There is boot-stompin’, soul-shakin’ rock-‘n’-roll — and then there is reveling in Revel in Dimes. This is not The Black Keys and The Red Hot Chili Peppers, blended together by way of Jack White and a nice hook; this is unmanufactured music that shakes you up and spits you back out, all ugly and heavy and mean, the way they invented music to be. This might get dangerous, is what you need to know before we get started here, because this is what fearlessness sounds like.
Washington Duke and Eric Simons spent years getting polished in the fine art of the dirty blues as a hired-gun rhythm section playing popcorn-quick drums and buttery-goo guitar in too many New York City bands, together and apart, throughout the better part of the 21st Century. But after each gig, they found themselves coming back to their shared North Mississippi influences of Junior Kimbrough and R.L. Burnside, wondering what happened to the juke joint in the midst of a blues-rock renaissance. If the Delta was having its garage-rock, gold-record moment, why wasn’t anyone dancing in the damn garage?
“The blues doesn’t have to sound perfect,” Duke says. “It’s actually better if it doesn’t sound perfect. So the whole look-at-me-being-a-rock-star thing never worked for us. And I think that’s why the whole DJ culture is working right now: People just want to get lost in enjoying the music and having a good time — they don’t need to be staring at some icon.”
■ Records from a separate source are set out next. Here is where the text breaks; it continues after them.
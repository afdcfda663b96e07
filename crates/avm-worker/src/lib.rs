//! Narrated video pipeline orchestrator.
//!
//! This crate provides:
//! - Contracts for the analysis, script, speech and capture services,
//!   plus an HTTP client implementing them
//! - The per-mode stage state machine that drives a job to completion
//! - Error classification into sanitized categories
//! - `JobService` for submitting jobs and reading their state

pub mod classify;
pub mod collaborators;
pub mod config;
pub mod error;
pub mod logging;
pub mod metrics;
pub mod pipeline;
pub mod service;

pub use classify::classify;
pub use collaborators::{
    CollaboratorConfig, CollaboratorError, CollaboratorErrorKind, CollaboratorResult,
    Collaborators, ContentAnalyzer, NarrationSynthesizer, ScreenCapture, ScriptGenerator,
    ServiceClient,
};
pub use config::WorkerConfig;
pub use error::{WorkerError, WorkerResult};
pub use logging::JobLogger;
pub use pipeline::Pipeline;
pub use service::JobService;
//! Worker error types.

use thiserror::Error;

use avm_models::{JobId, PipelineStage};

use crate::collaborators::CollaboratorError;

pub type WorkerResult<T> = Result<T, WorkerError>;

#[derive(Debug, Error)]
pub enum WorkerError {
    #[error("Invalid request: {0}")]
    Validation(String),

    #[error("Job not found: {0}")]
    NotFound(JobId),

    #[error("Job {0} has no deliverable yet")]
    NotReady(JobId),

    #[error("{stage} failed: {source}")]
    Collaborator {
        stage: PipelineStage,
        #[source]
        source: CollaboratorError,
    },

    #[error("{stage} failed: {message}")]
    Stage {
        stage: PipelineStage,
        message: String,
    },

    #[error("Avatar error: {0}")]
    Avatar(#[from] avm_avatar::AvatarError),

    #[error("Media error: {0}")]
    Media(#[from] avm_media::MediaError),

    #[error("Store error: {0}")]
    Store(#[from] avm_store::StoreError),

    #[error("IO error: {0}")]
    Io(#[from] std::io::Error),
}

impl WorkerError {
    pub fn validation(msg: impl Into<String>) -> Self {
        Self::Validation(msg.into())
    }

    pub fn collaborator(stage: PipelineStage, source: CollaboratorError) -> Self {
        Self::Collaborator { stage, source }
    }

    pub fn stage(stage: PipelineStage, msg: impl Into<String>) -> Self {
        Self::Stage {
            stage,
            message: msg.into(),
        }
    }

    pub fn is_not_found(&self) -> bool {
        match self {
            WorkerError::NotFound(_) => true,
            WorkerError::Store(e) => e.is_not_found(),
            _ => false,
        }
    }
}
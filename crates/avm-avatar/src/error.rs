//! Avatar rendering error types.

use thiserror::Error;

pub type AvatarResult<T> = Result<T, AvatarError>;

#[derive(Debug, Error)]
pub enum AvatarError {
    #[error("{backend} is not configured")]
    Disabled { backend: &'static str },

    #[error("{backend} request failed: {message}")]
    RequestFailed {
        backend: &'static str,
        message: String,
    },

    #[error("{backend} render failed: {message}")]
    RenderFailed {
        backend: &'static str,
        message: String,
    },

    #[error("{backend} render still pending after {attempts} polls")]
    Timeout {
        backend: &'static str,
        attempts: u32,
    },

    #[error("Invalid response: {0}")]
    InvalidResponse(String),

    #[error("No placeholder clip for {backend}/{persona} after: {cause}")]
    NoPlaceholder {
        backend: &'static str,
        persona: String,
        cause: String,
    },

    #[error("Network error: {0}")]
    Network(#[from] reqwest::Error),

    #[error("IO error: {0}")]
    Io(#[from] std::io::Error),
}

impl AvatarError {
    pub fn request_failed(backend: &'static str, message: impl Into<String>) -> Self {
        Self::RequestFailed {
            backend,
            message: message.into(),
        }
    }

    pub fn render_failed(backend: &'static str, message: impl Into<String>) -> Self {
        Self::RenderFailed {
            backend,
            message: message.into(),
        }
    }

    /// Whether the remote service could not be reached or did not answer in time.
    pub fn is_unavailable(&self) -> bool {
        matches!(
            self,
            AvatarError::Disabled { .. }
                | AvatarError::Timeout { .. }
                | AvatarError::Network(_)
                | AvatarError::NoPlaceholder { .. }
        )
    }
}
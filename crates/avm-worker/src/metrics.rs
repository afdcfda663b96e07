//! Pipeline metrics.

use metrics::{counter, gauge, histogram};

use avm_models::{ErrorCategory, VideoMode};

/// Metric names as constants for consistency.
pub mod names {
    pub const JOBS_SUBMITTED_TOTAL: &str = "avm_jobs_submitted_total";
    pub const JOBS_COMPLETED_TOTAL: &str = "avm_jobs_completed_total";
    pub const JOBS_FAILED_TOTAL: &str = "avm_jobs_failed_total";
    pub const JOBS_RUNNING: &str = "avm_jobs_running";
    pub const JOB_DURATION_SECONDS: &str = "avm_job_duration_seconds";
}

pub fn record_job_submitted(mode: VideoMode) {
    let labels = [("mode", mode.as_str().to_string())];
    counter!(names::JOBS_SUBMITTED_TOTAL, &labels).increment(1);
}

pub fn record_job_completed(mode: VideoMode, duration_secs: f64) {
    let labels = [("mode", mode.as_str().to_string())];
    counter!(names::JOBS_COMPLETED_TOTAL, &labels).increment(1);
    histogram!(names::JOB_DURATION_SECONDS, &labels).record(duration_secs);
}

pub fn record_job_failed(category: ErrorCategory) {
    let labels = [("category", category.metric_label().to_string())];
    counter!(names::JOBS_FAILED_TOTAL, &labels).increment(1);
}

pub fn job_started() {
    gauge!(names::JOBS_RUNNING).increment(1.0);
}

pub fn job_finished() {
    gauge!(names::JOBS_RUNNING).decrement(1.0);
}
Well, Duke and Simons found their icon anyway. Because there are beautiful, booty-shakin’, fist-pumpin’ female lead singers — and then there is Kia Warren, who is all that and will break your fucking house down. She worked at The Surf Lodge in Montauk, where she’d been distracted, like everyone else in the joint, by these two guys covering T-Model Ford at full volume in the Hamptons on a Sunday afternoon last summer. So she sent her friend toward the stage, pretending to be her manager, to see if, hey, maybe these guys could use an extra voice for a couple songs. “We were like, Girl, this ain’t karaoke,” Simons says. “But then Kia got up there and we were like, Damn, that girl can sing. And it worked out perfectly, because she doesn’t have just one style, and nowadays it’s tough to nail down any particular genre that people can reach out and grab — so we lean toward ’em and let ’em grab a hold of everything.”
Hold tight indeed. Listen to “Shame,” and you will hear a stompin’ riff written two years ago by two men, and Warren’s melody — never the same twice, always just right — will make you wear your sole thin. Close your eyes during “Last Breath” at your own risk, lest Simons’ Les Paul — slipping and sliding, heaving and hammering — leaves you running into everything around you. Go see Revel in Dimes do “You Gotta Go Down” in all its many moods — equal doses Leadbelly and Led Zeppelin, punk and The Pink Panther — and… well, you’ve just really got to go down and see ’em.
“We bring it back closer to where the blues and rock really started out, but there’s a vibe you can’t put a name to,” says Warren. “We feed off those roots, and each other, and the crowd, and having fun. So people come to our shows and they see that and they feel that, and we feel them. It’s just something that you have to see. It’s something that you have to feel.”
Because that’s the thing: At once timeless and timely, Revel in Dimes is best experienced at this very second, in this very moment. You’ve been warned.